Войска Ноимова отца стояли у северной границы провинции, на низком берегу Гюйша, величайшей из рек Велады-Бортен. Он берет начало из сотни ручьев, стекающих с восточного склона Гюйшен на севере Западной Саллы, у подножия гор они сливаются в один бурный поток, несущийся через гранитное ущелье с шестью ступенчатыми порогами. Вырвавшись на равнину, Гюйш уже медленнее несет свои воды на северо-восток, к морю, делается все шире и наконец впадает в океан дельтой из восьми устьев. На западе он служит границей между Саллой и Гленом, а восточная его часть отделяет Глен от Крелла.

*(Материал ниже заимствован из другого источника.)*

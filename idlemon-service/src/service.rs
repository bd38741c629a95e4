use std::{
    collections::BTreeMap,
    str::FromStr,
    sync::Arc,
};

use ahash::HashMap;
use anyhow::Result;
use futures_util::lock::Mutex;
use idlemon::{
    DataStore,
    Gender,
    ItemData,
    ShopCategory,
    ShopEntry,
    SpeciesData,
    capture::{
        CaptureAttempt,
        resolve_capture,
    },
    error::{
        WrapOptionError,
        general_error,
    },
    mons::{
        MonSeed,
        acquire_mon,
        roll_shiny,
    },
    rng::{
        RandomSource,
        default_random_source,
    },
};
use uuid::Uuid;

use crate::{
    Account,
    AccountView,
    CaptureResponse,
    CapturedMon,
    GameServiceOptions,
    InventoryItem,
    LevelUpResponse,
    OwnedMon,
    PurchaseResponse,
    ShopItem,
    StarterResponse,
    UseItemResponse,
    WildMon,
};

/// Service for managing player accounts, their Mons, and the shop.
///
/// Every operation on an account locks the account for its whole duration, so concurrent requests
/// for the same account are applied one after another.
pub struct GameService<'d> {
    data: &'d dyn DataStore,
    options: GameServiceOptions,
    accounts: Mutex<BTreeMap<Uuid, Arc<Mutex<Account>>>>,
    // Remaining stock by shop entry, for entries that have been bought from.
    stock: Mutex<HashMap<u32, u32>>,
    rng: Mutex<Box<dyn RandomSource>>,
}

impl<'d> GameService<'d> {
    /// Creates a new game service.
    pub fn new(data: &'d dyn DataStore, options: GameServiceOptions) -> Self {
        let rng = default_random_source(options.seed);
        Self::new_with_rng(data, options, rng)
    }

    /// Creates a new game service that rolls with the given random source.
    pub fn new_with_rng(
        data: &'d dyn DataStore,
        options: GameServiceOptions,
        rng: Box<dyn RandomSource>,
    ) -> Self {
        Self {
            data,
            options,
            accounts: Mutex::new(BTreeMap::default()),
            stock: Mutex::new(HashMap::default()),
            rng: Mutex::new(rng),
        }
    }

    pub fn options(&self) -> &GameServiceOptions {
        &self.options
    }

    async fn find_account(&self, id: Uuid) -> Result<Arc<Mutex<Account>>> {
        self.accounts
            .lock()
            .await
            .get(&id)
            .cloned()
            .wrap_not_found("account", id)
    }

    fn species(&self, pokedex_id: u32) -> Result<SpeciesData> {
        self.data
            .get_species(pokedex_id)?
            .wrap_not_found("species", pokedex_id)
    }

    fn item(&self, id: u32) -> Result<ItemData> {
        self.data
            .get_item(id)?
            .wrap_not_found("item", id)
    }

    /// Creates a new account.
    pub async fn create_account(&self, nickname: &str) -> Result<Uuid> {
        let account = Account::new(nickname.to_owned(), self.options.initial_pokedollars);
        let id = account.id;
        self.accounts
            .lock()
            .await
            .insert(id, Arc::new(Mutex::new(account)));
        log::info!("created account {id} for {nickname}");
        Ok(id)
    }

    /// Generates the public view of an account.
    pub async fn account(&self, account: Uuid) -> Result<AccountView> {
        let account = self.find_account(account).await?;
        let account = account.lock().await;
        Ok(AccountView {
            id: account.id,
            nickname: account.nickname.clone(),
            pokedollars: account.pokedollars,
            starter_chosen: account.starter_chosen,
            team_size: account.team_size(),
            box_size: account.box_size(),
        })
    }

    /// Chooses the account's first Mon, along with the starter rewards.
    pub async fn choose_starter(&self, account: Uuid, pokedex_id: u32) -> Result<StarterResponse> {
        let account = self.find_account(account).await?;
        let mut account = account.lock().await;
        if account.starter_chosen {
            return Err(general_error("starter was already chosen"));
        }
        let species = self.species(pokedex_id)?;
        if account.team_size() >= self.options.max_team_size {
            return Err(general_error("team is full"));
        }

        let mut mon = {
            let mut rng = self.rng.lock().await;
            acquire_mon(
                &species,
                self.options.engine.starting_level,
                MonSeed::default(),
                rng.as_mut(),
                self.data,
                &self.options.engine,
                false,
            )?
        };
        mon.nickname = Some(species.name.clone());
        let id = account.add_mon(mon, self.options.max_team_size);

        account.pokedollars = account
            .pokedollars
            .saturating_add(self.options.starter_reward);
        for (name, quantity) in &self.options.starter_items {
            match self.data.get_item_by_name(name)? {
                Some(item) => account.add_item(item.id, *quantity),
                None => log::warn!("starter item {name} does not exist"),
            }
        }
        account.starter_chosen = true;
        log::info!("account {} chose {} as a starter", account.id, species.name);

        Ok(StarterResponse {
            message: format!("You chose {}!", species.name),
            mon: OwnedMon {
                id,
                mon: account.mon(id)?.clone(),
            },
            pokedollars: account.pokedollars,
        })
    }

    /// Throws a ball at a wild Mon, adding the Mon to the account on capture.
    pub async fn throw_ball(
        &self,
        account: Uuid,
        item_id: u32,
        wild: WildMon,
    ) -> Result<CaptureResponse> {
        let account = self.find_account(account).await?;
        let mut account = account.lock().await;
        let ball = self.item(item_id)?;
        if account.item_quantity(item_id) == 0 {
            return Err(general_error(format!("no {} left", ball.name)));
        }
        if !ball.is_ball() {
            return Err(general_error(format!("{} is not a ball", ball.name)));
        }
        let species = self.species(wild.pokedex_id)?;
        let attempt = CaptureAttempt {
            current_hp: wild.current_hp,
            max_hp: wild.max_hp,
            base_vitality: species.base_stats.hp,
            capture_rate: ball.capture_rate,
        };
        attempt.validate()?;
        let level = wild.level.unwrap_or(self.options.engine.starting_level);
        if level == 0 || level > self.options.engine.max_level {
            return Err(general_error(format!("invalid level {level}")));
        }

        let balls_left = account.consume_item(item_id)?;

        let mut rng = self.rng.lock().await;
        let outcome = resolve_capture(&attempt, rng.as_mut(), &self.options.engine)?;
        if !outcome.captured {
            return Ok(CaptureResponse {
                captured: false,
                message: format!("Oh no! The wild {} broke free!", species.name),
                mon: None,
                balls_left,
            });
        }

        let shiny = roll_shiny(rng.as_mut(), &self.options.engine);
        let seed = MonSeed {
            ivs: wild.ivs,
            nature: wild.nature,
            gender: wild
                .gender
                .as_deref()
                .and_then(|gender| Gender::from_str(gender).ok()),
            base_stats: wild.base_stats,
        };
        let mut mon = acquire_mon(
            &species,
            level,
            seed,
            rng.as_mut(),
            self.data,
            &self.options.engine,
            shiny,
        )?;
        drop(rng);

        mon.nickname = Some(species.name.clone());
        mon.set_current_hp(wild.current_hp.clamp(0, u16::MAX as i32) as u16);
        let id = account.add_mon(mon, self.options.max_team_size);
        let mon = account.mon(id)?;
        log::info!(
            "account {} caught {} at level {level}",
            account.id,
            species.name
        );

        Ok(CaptureResponse {
            captured: true,
            message: format!("Gotcha! {} was caught!", species.name),
            mon: Some(CapturedMon {
                id,
                nickname: species.name.clone(),
                level: mon.level(),
                gender: mon.gender(),
                nature: mon.nature(),
                ivs: mon.ivs().clone(),
                stats: mon.stats().clone(),
                current_hp: mon.current_hp(),
                shiny: mon.shiny(),
                active: mon.active,
                slot: mon.slot,
                slot_pc: mon.slot_pc,
            }),
            balls_left,
        })
    }

    /// Raises a Mon's level by one.
    pub async fn level_up(&self, account: Uuid, mon_id: u64) -> Result<LevelUpResponse> {
        let account = self.find_account(account).await?;
        let mut account = account.lock().await;
        let account_id = account.id;
        let mon = account.mon_mut(mon_id)?;
        let species = self.species(mon.species())?;
        mon.level_up(&species, &self.options.engine)?;
        let name = mon.nickname.clone().unwrap_or_else(|| species.name.clone());
        log::info!(
            "account {account_id} leveled {name} up to {}",
            mon.level()
        );
        Ok(LevelUpResponse {
            message: format!("{name} grew to level {}!", mon.level()),
            level: mon.level(),
            stats: mon.stats().clone(),
            current_hp: mon.current_hp(),
        })
    }

    /// Uses a healing item on a Mon.
    ///
    /// Nothing is consumed if the Mon is at full HP.
    pub async fn use_item(
        &self,
        account: Uuid,
        mon_id: u64,
        item_id: u32,
    ) -> Result<UseItemResponse> {
        let account = self.find_account(account).await?;
        let mut account = account.lock().await;
        let item = self.item(item_id)?;
        let remaining = account.item_quantity(item_id);
        if remaining == 0 {
            return Err(general_error(format!("no {} left", item.name)));
        }
        if !item.is_healing {
            return Err(general_error(format!("{} cannot be used on a mon", item.name)));
        }

        let mon = account.mon_mut(mon_id)?;
        let species = self.species(mon.species())?;
        let name = mon.nickname.clone().unwrap_or_else(|| species.name.clone());
        if mon.at_full_hp() {
            return Ok(UseItemResponse {
                message: format!("{name} already has full HP"),
                healed: 0,
                current_hp: mon.current_hp(),
                max_hp: mon.max_hp(),
                remaining,
            });
        }

        let amount = match item.heal_amount {
            0 => self.options.default_heal_amount,
            amount => amount,
        };
        let healed = mon.heal(amount);
        let (current_hp, max_hp) = (mon.current_hp(), mon.max_hp());
        let remaining = account.consume_item(item_id)?;
        Ok(UseItemResponse {
            message: format!("{name} recovered {healed} HP"),
            healed,
            current_hp,
            max_hp,
            remaining,
        })
    }

    /// Exchanges a Mon on the team with a Mon in the PC box.
    pub async fn swap(&self, account: Uuid, team_mon: u64, box_mon: u64) -> Result<()> {
        let account = self.find_account(account).await?;
        let mut account = account.lock().await;
        account.swap(team_mon, box_mon)
    }

    fn price(item: &ItemData, entry: &ShopEntry, quantity: u32) -> u32 {
        (item.cost as f64 * quantity as f64 * (1.0 - entry.discount)).floor() as u32
    }

    fn unlimited(&self, stock: u32) -> bool {
        stock == self.options.unlimited_stock
    }

    /// Buys items from the shop.
    pub async fn buy_item(
        &self,
        account: Uuid,
        shop_id: u32,
        quantity: u32,
    ) -> Result<PurchaseResponse> {
        if quantity == 0 {
            return Err(general_error("quantity must be positive"));
        }
        let account = self.find_account(account).await?;
        let mut account = account.lock().await;
        let entry = self
            .data
            .get_shop_entry(shop_id)?
            .wrap_not_found("shop entry", shop_id)?;
        if !entry.available {
            return Err(general_error("item is not for sale"));
        }
        let item = self.item(entry.item)?;

        let mut stock = self.stock.lock().await;
        let remaining = *stock.entry(entry.id).or_insert(entry.stock);
        let unlimited = self.unlimited(remaining);
        if !unlimited && remaining < quantity {
            return Err(general_error(format!(
                "only {remaining} {} left in stock",
                item.name
            )));
        }
        let total_cost = Self::price(&item, &entry, quantity);
        if account.pokedollars < total_cost {
            return Err(general_error(format!(
                "{total_cost} pokédollars needed, but only {} available",
                account.pokedollars
            )));
        }

        account.pokedollars -= total_cost;
        if !unlimited {
            stock.insert(entry.id, remaining - quantity);
        }
        account.add_item(item.id, quantity);
        Ok(PurchaseResponse {
            message: format!("Bought {quantity} {}", item.name),
            total_cost,
            pokedollars: account.pokedollars,
            quantity: account.item_quantity(item.id),
        })
    }

    /// Lists an account's Mons, ordered by team slot.
    pub async fn mons(&self, account: Uuid, active: Option<bool>) -> Result<Vec<OwnedMon>> {
        let account = self.find_account(account).await?;
        let account = account.lock().await;
        Ok(account.mons(active))
    }

    /// Lists an account's items, ordered by item ID.
    pub async fn items(&self, account: Uuid) -> Result<Vec<InventoryItem>> {
        let account = self.find_account(account).await?;
        let account = account.lock().await;
        account
            .inventory()
            .map(|(item, quantity)| -> Result<InventoryItem> {
                Ok(InventoryItem {
                    item: self.item(item)?,
                    quantity,
                })
            })
            .collect()
    }

    /// Lists items for sale, optionally on a single shelf.
    pub async fn shop_items(&self, category: Option<ShopCategory>) -> Result<Vec<ShopItem>> {
        let stock = self.stock.lock().await;
        self.data
            .all_shop_entries()?
            .into_iter()
            .filter(|entry| entry.available)
            .filter(|entry| category.is_none_or(|category| entry.category == category))
            .map(|mut entry| -> Result<ShopItem> {
                if let Some(remaining) = stock.get(&entry.id) {
                    entry.stock = *remaining;
                }
                let item_data = self.item(entry.item)?;
                let price = Self::price(&item_data, &entry, 1);
                Ok(ShopItem {
                    entry,
                    item_data,
                    price,
                })
            })
            .collect()
    }
}
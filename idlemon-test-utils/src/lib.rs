mod data_store;
mod error_assert;
mod rng;

pub use data_store::TestDataStore;
pub use error_assert::{
    assert_error_message,
    assert_error_message_contains,
};
pub use rng::{
    ControlledRandomNumberGenerator,
    get_controlled_rng,
};
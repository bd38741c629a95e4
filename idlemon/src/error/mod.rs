mod lookup_error;
mod mon_error;
mod wrap;

pub use idlemon_data::IncompleteSpeciesDataError;
pub use lookup_error::{
    GeneralError,
    NotFoundError,
    general_error,
    not_found_error,
};
pub use mon_error::{
    InvalidCaptureInputError,
    InvalidGenderRateError,
    UnknownNatureError,
    invalid_capture_input_error,
};
pub use wrap::{
    WrapError,
    WrapOptionError,
    WrapResultError,
};
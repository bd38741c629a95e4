mod acquisition;
mod calculations;
mod gender;
mod mon;
mod move_slots;
mod natures;

pub use acquisition::{
    MonSeed,
    acquire_mon,
    random_ivs,
    roll_shiny,
};
pub use calculations::{
    apply_nature_to_stats,
    calculate_mon_stats,
};
pub use gender::{
    assign_gender,
    assign_species_gender,
};
pub use mon::MonInstance;
pub use move_slots::{
    MoveSlot,
    assign_move_slots,
};
pub use natures::{
    Nature,
    NatureModifier,
    lookup_nature,
    lookup_nature_or_neutral,
    parse_nature_or_neutral,
};
use std::collections::BTreeMap;

use anyhow::Result;
use idlemon::{
    error::{
        WrapOptionError,
        general_error,
    },
    mons::MonInstance,
};
use serde::{
    Deserialize,
    Serialize,
};
use uuid::Uuid;

use crate::OwnedMon;

/// A player's saved game.
///
/// Mons are either on the active team, with a team slot starting at 1, or in the PC box, with a
/// box position starting at 1.
#[derive(Debug, Clone, Serialize, Deserialize)]
pub struct Account {
    pub id: Uuid,
    pub nickname: String,
    pub pokedollars: u32,
    pub starter_chosen: bool,
    mons: BTreeMap<u64, MonInstance>,
    inventory: BTreeMap<u32, u32>,
    next_mon_id: u64,
}

impl Account {
    pub fn new(nickname: String, pokedollars: u32) -> Self {
        Self {
            id: Uuid::new_v4(),
            nickname,
            pokedollars,
            starter_chosen: false,
            mons: BTreeMap::new(),
            inventory: BTreeMap::new(),
            next_mon_id: 1,
        }
    }

    /// Number of Mons on the active team.
    pub fn team_size(&self) -> usize {
        self.mons.values().filter(|mon| mon.active).count()
    }

    /// Number of Mons in the PC box.
    pub fn box_size(&self) -> usize {
        self.mons.len() - self.team_size()
    }

    pub fn mon(&self, id: u64) -> Result<&MonInstance> {
        self.mons
            .get(&id)
            .wrap_not_found("mon", id)
    }

    pub fn mon_mut(&mut self, id: u64) -> Result<&mut MonInstance> {
        self.mons
            .get_mut(&id)
            .wrap_not_found("mon", id)
    }

    /// Mons ordered by team slot, then ID.
    ///
    /// Boxed Mons all share team slot 0, so they come first unless filtered out.
    pub fn mons(&self, active: Option<bool>) -> Vec<OwnedMon> {
        let mut mons = self
            .mons
            .iter()
            .filter(|(_, mon)| active.is_none_or(|active| mon.active == active))
            .map(|(id, mon)| OwnedMon {
                id: *id,
                mon: mon.clone(),
            })
            .collect::<Vec<_>>();
        mons.sort_by_key(|owned| (owned.mon.slot, owned.id));
        mons
    }

    /// Adds a new Mon to the account, on the team if there is room or in the box if not.
    ///
    /// Returns the ID of the Mon.
    pub fn add_mon(&mut self, mut mon: MonInstance, max_team_size: usize) -> u64 {
        let team_size = self.team_size();
        if team_size < max_team_size {
            mon.active = true;
            mon.slot = team_size as u8 + 1;
            mon.slot_pc = 0;
        } else {
            let last_box_slot = self
                .mons
                .values()
                .filter(|mon| !mon.active)
                .map(|mon| mon.slot_pc)
                .max()
                .unwrap_or(0);
            mon.active = false;
            mon.slot = 0;
            mon.slot_pc = last_box_slot + 1;
        }
        let id = self.next_mon_id;
        self.next_mon_id += 1;
        self.mons.insert(id, mon);
        id
    }

    /// Exchanges a Mon on the team with a Mon in the box.
    pub fn swap(&mut self, team_mon: u64, box_mon: u64) -> Result<()> {
        let (slot, slot_pc) = {
            let team = self.mon(team_mon)?;
            let boxed = self.mon(box_mon)?;
            if !team.active {
                return Err(general_error(format!("mon {team_mon} is not on the team")));
            }
            if boxed.active {
                return Err(general_error(format!("mon {box_mon} is not in the box")));
            }
            (team.slot, boxed.slot_pc)
        };

        let team = self.mon_mut(team_mon)?;
        team.active = false;
        team.slot = 0;
        team.slot_pc = slot_pc;

        let boxed = self.mon_mut(box_mon)?;
        boxed.active = true;
        boxed.slot = slot;
        boxed.slot_pc = 0;
        Ok(())
    }

    pub fn item_quantity(&self, item: u32) -> u32 {
        self.inventory.get(&item).copied().unwrap_or(0)
    }

    /// Items in the inventory, ordered by item ID.
    pub fn inventory(&self) -> impl Iterator<Item = (u32, u32)> + '_ {
        self.inventory
            .iter()
            .map(|(item, quantity)| (*item, *quantity))
    }

    pub fn add_item(&mut self, item: u32, quantity: u32) {
        if quantity == 0 {
            return;
        }
        let entry = self.inventory.entry(item).or_default();
        *entry = entry.saturating_add(quantity);
    }

    /// Removes one of the item, returning the quantity left.
    pub fn consume_item(&mut self, item: u32) -> Result<u32> {
        let quantity = self
            .inventory
            .get_mut(&item)
            .wrap_expectation(format!("no item {item} in inventory"))?;
        *quantity -= 1;
        let left = *quantity;
        if left == 0 {
            self.inventory.remove(&item);
        }
        Ok(left)
    }
}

На всей этой великой реке нет ни одного моста – какая, казалось бы, нужда защищать берега против вторжения с той стороны? Но гленцы уже не раз в нашей истории переплывали Гюйш на лодках, и мы не раз таким же манером вторгались в Глен, точно так же обстоит дело на границе между Гленом и Креллом. Поэтому вдоль всего Гюйша расположены укрепления, и генералы наподобие Луинна Кондорита всю свою жизнь вглядываются в туман, ожидая увидеть врага.
В военном лагере я пробыл недолго. Генерал мало походил на Ноима: он был человек грузный, и лицо его, изъеденное временем и напрасными ожиданиями, напоминало рельефную карту Северной Саллы. За пятнадцать лет на охраняемой им границе не случилось ни одной крупной стычки, и боевой пыл в нем заметно угас. Говорил он мало, да и то все больше ворчал, хмурился постоянно, посреди беседы уходил глубоко в себя. Думал он тогда, видимо, о войне, мечтая, чтобы вся река покрылась гленскими десантными кораблями. А поскольку на том берегу стоят такие же командиры, остается лишь удивляться, что они не нарушают границу из одной только скуки каждые несколько лет и не втягивают обе провинции в бессмысленную войну.
Скучали мы там нестерпимо. Сыновний долг обязывал Ноима навещать отца, но сказать друг другу им было нечего, а для меня генерал был и вовсе чужим. Я сказал Стиррону, что останусь в расположении войск до первого снега, и сдержал свое слово – но на севере зима, к счастью, приходит рано. На пятый день там уже запорхали белые мухи, и я освободился от обета, который сам на себя взвалил.
В мирное время между Саллой и Гленом ходят целых три парома. На сумрачном рассвете Ноим проводил меня к тому, что поближе, и мы обнялись на прощание. Я сказал, что пришлю ему свой гленский адрес, когда тот у меня будет, а он обещал писать обо всем, что творится в Салле, и за Халум присматривать. Мы могли лишь предполагать, когда снова соберемся втроем; может, они приедут ко мне в Глен на будущий год или мы все отправимся погостить в Маннеран. Эти планы мы строили без особой уверенности.
– Не надо бы нам разлучаться, – сказал Ноим.
– Без разлук и встреч не бывает, – весело отозвался я.